The Center now processes some 2.4 million jobs per month, representing approximately 15 jobs per minute. “Once the new Avere solution was operational, our researchers changed the types of jobs they ran on our HPC cluster. They had entire workflows that were waiting for the increased performance available from the Avere cluster. As a result, we are now running twice as many grid jobs and have reduced queue wait times from 45 to 21 minutes, even though the new grid jobs demand low latency and high throughput,” says Roberts. “Performance to desktops has also improved dramatically. Editing files on the storage array is now on par with editing local files on a laptop. In a cutting-edge research facility, file system responsiveness and faster job throughput translate directly into researcher productivity. Avere performance enables users to conduct more and higher-quality research, explore more paths, and tackle more complex challenges.”
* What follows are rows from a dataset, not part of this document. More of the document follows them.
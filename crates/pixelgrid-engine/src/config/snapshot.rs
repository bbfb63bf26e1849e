//! JSON snapshots of the configuration.
//!
//! Writing goes through serde derives. Reading treats the input as untrusted:
//! the document is parsed into a [`serde_json::Value`] and every field is
//! validated on its own, so one bad field never discards the rest.

use std::fmt;
use std::ops::RangeInclusive;

use serde::{Deserialize, Serialize};
use serde_json::{Map, Value};

use crate::error::SnapshotError;
use crate::paint::{Color, PaletteStore, RANDOM_PALETTE};
use crate::pattern::PatternKind;
use crate::pattern::field::FieldParams;

use super::{
    ALPHA_RANGE, CELL_SIZE_RANGE, CONTENT_SIZE_RANGE, Configuration, LEVELS_RANGE, SPEED_RANGE,
    VARIANCE_RANGE,
};

/// Pattern used when a field snapshot names no valid pattern.
const DEFAULT_FIELD_PATTERN: &str = "wave";

/// Exported configuration: exactly the user-facing shapes settings.
#[derive(Debug, Clone, PartialEq, Serialize, Deserialize)]
#[serde(rename_all = "camelCase")]
pub struct ConfigSnapshot {
    pub current_type: String,
    pub colors: Vec<[u8; 3]>,
    pub alpha: u32,
    pub content_size: u32,
    pub random_colors: Vec<[u8; 3]>,
    pub background_color: String,
    pub custom_colors: Vec<[u8; 3]>,
    pub speed: f32,
}

/// Stored configuration: the export plus palette selection and field settings.
#[derive(Debug, Serialize)]
#[serde(rename_all = "camelCase")]
struct StoredConfig {
    #[serde(flatten)]
    export: ConfigSnapshot,
    selected_palette: String,
    cell_size: u32,
    base_color: [u8; 3],
    second_color: [u8; 3],
    color_variance: f32,
    levels: u32,
}

/// `{ "r": .., "g": .., "b": .. }` color object of the field snapshot.
#[derive(Debug, Copy, Clone, PartialEq, Eq, Serialize, Deserialize)]
pub struct Rgb {
    pub r: u8,
    pub g: u8,
    pub b: u8,
}

impl From<Color> for Rgb {
    fn from(c: Color) -> Self {
        let [r, g, b] = c.to_rgb8();
        Self { r, g, b }
    }
}

impl From<Rgb> for Color {
    fn from(c: Rgb) -> Self {
        Color::rgb(c.r, c.g, c.b)
    }
}

/// Field-engine state snapshot.
#[derive(Debug, Clone, PartialEq, Serialize, Deserialize)]
#[serde(rename_all = "camelCase")]
pub struct FieldSnapshot {
    pub cell_size: u32,
    pub color_variance: f32,
    pub base_color: Rgb,
    pub second_color: Rgb,
    pub animation_type: String,
}

/// Fields replaced or adjusted while restoring a snapshot.
#[derive(Debug, Clone, Default, PartialEq)]
pub struct RestoreReport {
    /// Missing or invalid fields that fell back to their default.
    pub defaulted: Vec<String>,
    /// Numeric fields clamped into their valid range.
    pub clamped: Vec<String>,
}

impl RestoreReport {
    #[inline]
    pub fn is_clean(&self) -> bool {
        self.defaulted.is_empty() && self.clamped.is_empty()
    }

    fn default_field(&mut self, key: &str, why: &str) {
        log::warn!("snapshot field `{key}` {why}; using default");
        self.defaulted.push(key.to_string());
    }

    fn clamp_field(&mut self, key: &str, from: f64, to: f32) {
        log::warn!("snapshot field `{key}` = {from} out of range; clamped to {to}");
        self.clamped.push(key.to_string());
    }
}

impl fmt::Display for RestoreReport {
    fn fmt(&self, f: &mut fmt::Formatter<'_>) -> fmt::Result {
        if self.is_clean() {
            return f.write_str("restored cleanly");
        }
        let mut parts = Vec::new();
        if !self.defaulted.is_empty() {
            parts.push(format!("defaulted: {}", self.defaulted.join(", ")));
        }
        if !self.clamped.is_empty() {
            parts.push(format!("clamped: {}", self.clamped.join(", ")));
        }
        f.write_str(&parts.join("; "))
    }
}

fn rgb8_list(colors: &[Color]) -> Vec<[u8; 3]> {
    colors.iter().map(|c| c.to_rgb8()).collect()
}

impl ConfigSnapshot {
    pub fn capture(config: &Configuration) -> Self {
        Self {
            current_type: config.pattern.clone(),
            colors: rgb8_list(&config.colors),
            alpha: config.alpha.round() as u32,
            content_size: config.content_size.round() as u32,
            random_colors: rgb8_list(&config.random_colors),
            background_color: config.background.to_hex(),
            custom_colors: rgb8_list(&config.custom_colors),
            speed: config.speed,
        }
    }

    /// Pretty JSON with exactly the exported keys.
    pub fn to_pretty_json(&self) -> Result<String, SnapshotError> {
        Ok(serde_json::to_string_pretty(self)?)
    }

    /// JSON written to storage: the export plus palette selection and field settings.
    pub fn stored_json(config: &Configuration) -> Result<String, SnapshotError> {
        let stored = StoredConfig {
            export: Self::capture(config),
            selected_palette: config.selected_palette.clone(),
            cell_size: config.cell_size.round() as u32,
            base_color: config.field.base.to_rgb8(),
            second_color: config.field.secondary.to_rgb8(),
            color_variance: config.field.variance,
            levels: config.field.levels,
        };
        Ok(serde_json::to_string(&stored)?)
    }

    /// Restores a configuration from untrusted JSON.
    ///
    /// Exported keys are required; a missing or invalid one falls back to its
    /// default and is listed in the report. Stored-only keys are optional and
    /// default silently when absent. Malformed JSON or a non-object document is
    /// an error. The animating flag always comes from `Configuration::default`.
    pub fn restore(json: &str) -> Result<(Configuration, RestoreReport), SnapshotError> {
        let value: Value = serde_json::from_str(json)?;
        let obj = value.as_object().ok_or(SnapshotError::NotAnObject)?;
        let defaults = Configuration::default();
        let mut r = Reader::new(obj);

        let pattern = match r.required(&obj_key::CURRENT_TYPE).map(Value::as_str) {
            Some(Some(name)) if name.parse::<PatternKind>().is_ok() => name.to_string(),
            Some(_) => {
                r.report.default_field(obj_key::CURRENT_TYPE.0, "is not a supported pattern");
                defaults.pattern.clone()
            }
            None => defaults.pattern.clone(),
        };

        let colors = r.palette(&obj_key::COLORS, false).unwrap_or_else(|| defaults.colors.clone());
        let random_colors = r.palette(&obj_key::RANDOM_COLORS, true).unwrap_or_default();
        let custom_colors = r.palette(&obj_key::CUSTOM_COLORS, true).unwrap_or_default();
        let alpha = r.number(&obj_key::ALPHA, &ALPHA_RANGE).map(f32::round).unwrap_or(defaults.alpha);
        let content_size = r
            .number(&obj_key::CONTENT_SIZE, &CONTENT_SIZE_RANGE)
            .map(f32::round)
            .unwrap_or(defaults.content_size);
        let speed = r.number(&obj_key::SPEED, &SPEED_RANGE).unwrap_or(defaults.speed);
        let background = r.hex(&obj_key::BACKGROUND).unwrap_or(defaults.background);

        let selected_palette = match r.optional(&obj_key::SELECTED_PALETTE).map(Value::as_str) {
            Some(Some(name)) if name == RANDOM_PALETTE || PaletteStore::builtin().lookup(name).is_some() => {
                name.to_string()
            }
            Some(_) => {
                r.report.default_field(obj_key::SELECTED_PALETTE.0, "names no palette");
                defaults.selected_palette.clone()
            }
            None => defaults.selected_palette.clone(),
        };
        let cell_size = r
            .number(&obj_key::CELL_SIZE, &CELL_SIZE_RANGE)
            .map(f32::round)
            .unwrap_or(defaults.cell_size);
        let base = r.color(&obj_key::BASE_COLOR).unwrap_or(defaults.field.base);
        let secondary = r.color(&obj_key::SECOND_COLOR).unwrap_or(defaults.field.secondary);
        let variance = r.number(&obj_key::COLOR_VARIANCE, &VARIANCE_RANGE).unwrap_or(defaults.field.variance);
        let levels = r.levels(&obj_key::LEVELS).unwrap_or(defaults.field.levels);

        let config = Configuration {
            pattern,
            selected_palette,
            colors,
            random_colors,
            custom_colors,
            alpha,
            content_size,
            cell_size,
            speed,
            background,
            animating: defaults.animating,
            field: FieldParams { base, secondary, variance, levels },
        };
        Ok((config, r.report))
    }
}

impl FieldSnapshot {
    pub fn capture(config: &Configuration) -> Self {
        Self {
            cell_size: config.cell_size.round() as u32,
            color_variance: config.field.variance,
            base_color: config.field.base.into(),
            second_color: config.field.secondary.into(),
            animation_type: config.pattern.clone(),
        }
    }

    pub fn to_json(&self) -> Result<String, SnapshotError> {
        Ok(serde_json::to_string(self)?)
    }

    /// Applies a field snapshot from untrusted JSON on top of `base`.
    ///
    /// All five keys are required; invalid or missing ones take their defaults.
    pub fn restore(json: &str, base: &Configuration) -> Result<(Configuration, RestoreReport), SnapshotError> {
        let value: Value = serde_json::from_str(json)?;
        let obj = value.as_object().ok_or(SnapshotError::NotAnObject)?;
        let defaults = Configuration::default();
        let mut r = Reader::new(obj);
        let mut config = base.clone();

        config.cell_size = r
            .number(&field_key::CELL_SIZE, &CELL_SIZE_RANGE)
            .map(f32::round)
            .unwrap_or(defaults.cell_size);
        config.field.variance = r
            .number(&field_key::COLOR_VARIANCE, &VARIANCE_RANGE)
            .unwrap_or(defaults.field.variance);
        config.field.base = r.color(&field_key::BASE_COLOR).unwrap_or(defaults.field.base);
        config.field.secondary = r.color(&field_key::SECOND_COLOR).unwrap_or(defaults.field.secondary);
        config.pattern = match r.required(&field_key::ANIMATION_TYPE).map(Value::as_str) {
            Some(Some(name)) if name.parse::<PatternKind>().is_ok() => name.to_string(),
            Some(_) => {
                r.report.default_field(field_key::ANIMATION_TYPE.0, "is not a supported pattern");
                DEFAULT_FIELD_PATTERN.to_string()
            }
            None => DEFAULT_FIELD_PATTERN.to_string(),
        };

        Ok((config, r.report))
    }
}

/// A snapshot key and whether it must be present.
#[derive(Debug, Copy, Clone)]
struct Key(&'static str, bool);

mod obj_key {
    use super::Key;

    pub const CURRENT_TYPE: Key = Key("currentType", true);
    pub const COLORS: Key = Key("colors", true);
    pub const ALPHA: Key = Key("alpha", true);
    pub const CONTENT_SIZE: Key = Key("contentSize", true);
    pub const RANDOM_COLORS: Key = Key("randomColors", true);
    pub const BACKGROUND: Key = Key("backgroundColor", true);
    pub const CUSTOM_COLORS: Key = Key("customColors", true);
    pub const SPEED: Key = Key("speed", true);

    pub const SELECTED_PALETTE: Key = Key("selectedPalette", false);
    pub const CELL_SIZE: Key = Key("cellSize", false);
    pub const BASE_COLOR: Key = Key("baseColor", false);
    pub const SECOND_COLOR: Key = Key("secondColor", false);
    pub const COLOR_VARIANCE: Key = Key("colorVariance", false);
    pub const LEVELS: Key = Key("levels", false);
}

mod field_key {
    use super::Key;

    pub const CELL_SIZE: Key = Key("cellSize", true);
    pub const COLOR_VARIANCE: Key = Key("colorVariance", true);
    pub const BASE_COLOR: Key = Key("baseColor", true);
    pub const SECOND_COLOR: Key = Key("secondColor", true);
    pub const ANIMATION_TYPE: Key = Key("animationType", true);
}

/// Per-field validating reader over a JSON object.
///
/// Each accessor returns `None` when the caller should use the default, having
/// already recorded why in the report.
struct Reader<'a> {
    obj: &'a Map<String, Value>,
    report: RestoreReport,
}

impl<'a> Reader<'a> {
    fn new(obj: &'a Map<String, Value>) -> Self {
        Self { obj, report: RestoreReport::default() }
    }

    fn lookup(&mut self, key: &Key) -> Option<&'a Value> {
        let obj: &'a Map<String, Value> = self.obj;
        match obj.get(key.0) {
            Some(Value::Null) | None => {
                if key.1 {
                    self.report.default_field(key.0, "is missing");
                }
                None
            }
            Some(v) => Some(v),
        }
    }

    fn required(&mut self, key: &Key) -> Option<&'a Value> {
        debug_assert!(key.1);
        self.lookup(key)
    }

    fn optional(&mut self, key: &Key) -> Option<&'a Value> {
        self.lookup(key)
    }

    fn number(&mut self, key: &Key, range: &RangeInclusive<f32>) -> Option<f32> {
        let v = self.lookup(key)?;
        let Some(n) = v.as_f64().filter(|n| n.is_finite()) else {
            self.report.default_field(key.0, "is not a number");
            return None;
        };
        let clamped = (n as f32).clamp(*range.start(), *range.end());
        if !range.contains(&(n as f32)) {
            self.report.clamp_field(key.0, n, clamped);
        }
        Some(clamped)
    }

    fn levels(&mut self, key: &Key) -> Option<u32> {
        let v = self.lookup(key)?;
        let Some(n) = v.as_u64() else {
            self.report.default_field(key.0, "is not a whole number");
            return None;
        };
        let clamped = n.clamp(u64::from(*LEVELS_RANGE.start()), u64::from(*LEVELS_RANGE.end())) as u32;
        if u64::from(clamped) != n {
            self.report.clamp_field(key.0, n as f64, clamped as f32);
        }
        Some(clamped)
    }

    fn hex(&mut self, key: &Key) -> Option<Color> {
        let v = self.lookup(key)?;
        let parsed = v.as_str().and_then(Color::from_hex);
        if parsed.is_none() {
            self.report.default_field(key.0, "is not a #rrggbb color");
        }
        parsed
    }

    fn color(&mut self, key: &Key) -> Option<Color> {
        let v = self.lookup(key)?;
        let parsed = parse_color(v);
        if parsed.is_none() {
            self.report.default_field(key.0, "is not a color");
        }
        parsed
    }

    /// A list of colors; `allow_empty` decides whether `[]` is valid.
    fn palette(&mut self, key: &Key, allow_empty: bool) -> Option<Vec<Color>> {
        let v = self.lookup(key)?;
        let parsed = v
            .as_array()
            .and_then(|items| items.iter().map(parse_color).collect::<Option<Vec<_>>>())
            .filter(|colors| allow_empty || !colors.is_empty());
        if parsed.is_none() {
            self.report.default_field(key.0, "is not a list of colors");
        }
        parsed
    }
}

/// Accepts `[r, g, b]` or `{ "r", "g", "b" }` with channels in `0..=255`.
fn parse_color(v: &Value) -> Option<Color> {
    let channel = |c: Option<&Value>| -> Option<f32> {
        let n = c?.as_f64()?;
        (0.0..=255.0).contains(&n).then(|| n.round() as f32)
    };
    match v {
        Value::Array(items) if items.len() == 3 => {
            Some(Color::new(channel(items.first())?, channel(items.get(1))?, channel(items.get(2))?))
        }
        Value::Object(map) => Some(Color::new(
            channel(map.get("r"))?,
            channel(map.get("g"))?,
            channel(map.get("b"))?,
        )),
        _ => None,
    }
}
Seamless Access to 1 Billion Files
The Avere solution also allows the center to consolidate user file access—to more than one billion files ranging up to 1GB in size—through a single mount point. Roberts continues, “The combination of a global namespace and Avere FlashMoveTM software gives us tremendous flexibility to move files around, add capacity, or even take advantage of object-based services like Amazon S3 without impacting user file access or performance. Changes to the underlying storage infrastructure are transparent to researchers, and administration is simplified.”
160 IT Hours Recovered, More Performance at Lower Cost
Roberts estimates that the Avere solution enables recovery of some 160 hours of IT administrative time annually. “We are a very, very small IT shop. One manager, one senior systems administrator, and one part-time student together support all of our researchers, hundreds of compute servers, the network, and more than half a petabyte of storage capacity. We do everything from purchasing desktops to data center design and management. Part of the value of the Avere solution is its administrative simplicity, from initial deployment to on-going maintenance. We actually deployed the Avere cluster ourselves and within two hours were running grid jobs against it. And the on-going savings from not having to move data or links or directories around has been huge, freeing IT staff to work on more strategic projects.”
“Avere delivers the performance that is critical for our research workloads and the economy our budget necessitates. We have successfully broken the cycle of spending larger and larger amounts to get faster and faster arrays. If we need capacity, we add low-cost, high-density drives, and if we need performance, we scale the Avere solution in affordable increments. This solution also helps us control data center space and power costs, delivering significant performance in a very small footprint. Considering the performance and total cost of ownership across the solutions we evaluated, Avere hands-down delivers the highest performance for our researchers at the very best value for the Center.”
About Johns Hopkins
The Johns Hopkins University, founded in 1876, is a world leader in education, research, and patient care. The University enrolls nearly 20,000 full-time and part-time students on U.S. campuses in Maryland and the District of Columbia, and at international facilities in China and Italy. The Human Language Technology Center of Excellence was founded in January of 2007 to focus on research in all aspects of speech and language technologies.